● Task to complete: From the entries that follow, pick out all lines holding "default".

● Input material:
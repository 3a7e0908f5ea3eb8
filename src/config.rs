use bon::Builder;

use crate::display::TvStandard;

/// RGBA color, channel order matching the framebuffer layout.
#[derive(Debug, Clone, Copy, PartialEq, Eq)]
pub struct Color {
    pub r: u8,
    pub g: u8,
    pub b: u8,
    pub a: u8,
}

impl Color {
    pub const fn new(r: u8, g: u8, b: u8, a: u8) -> Self {
        Self { r, g, b, a }
    }

    pub const fn as_array(self) -> [u8; 4] {
        [self.r, self.g, self.b, self.a]
    }
}

/// Logical canvas all demo geometry is expressed in, independent of the
/// actual framebuffer resolution.
pub const INTERNAL_WIDTH: f32 = 320.0;
pub const INTERNAL_HEIGHT: f32 = 240.0;

/// Center of the trace circle both tracked points orbit.
pub const TRACE_POS_X: f32 = 160.0;
pub const TRACE_POS_Y: f32 = 120.0;
pub const TRACE_RADIUS: f32 = 80.0;

/// Base angular speed in radians per frame.
pub const TRACE_ANGULAR_SPEED: f32 = 0.01;
/// Radar mode runs the trace this much faster. Tuned by eye.
pub const RADAR_SPEED_FACTOR: f32 = 8.0;

/// Radius of the pseudo-circle drawn around the tracked point.
pub const CIRCLE_RADIUS: f32 = 30.0;
/// Segments used to approximate the filled circle.
pub const CIRCLE_SEGMENTS: usize = 32;

/// Clear color for every frame.
pub const BACKGROUND: Color = Color::new(0, 0, 100, 255);

/// Runtime configuration for the demo window and animation.
#[derive(Debug, Clone, Builder)]
pub struct DemoConfig {
    #[builder(default = "Orbitscope".to_string())]
    pub title: String,
    #[builder(default = 60.0)]
    pub max_framerate: f64,
    /// Region override; `None` queries the environment at startup.
    pub tv_standard: Option<TvStandard>,
    #[builder(default = CIRCLE_SEGMENTS)]
    pub circle_segments: usize,
}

● Exercise answer:
    #[builder(default = "Orbitscope".to_string())]
    #[builder(default = 60.0)]
    #[builder(default = CIRCLE_SEGMENTS)]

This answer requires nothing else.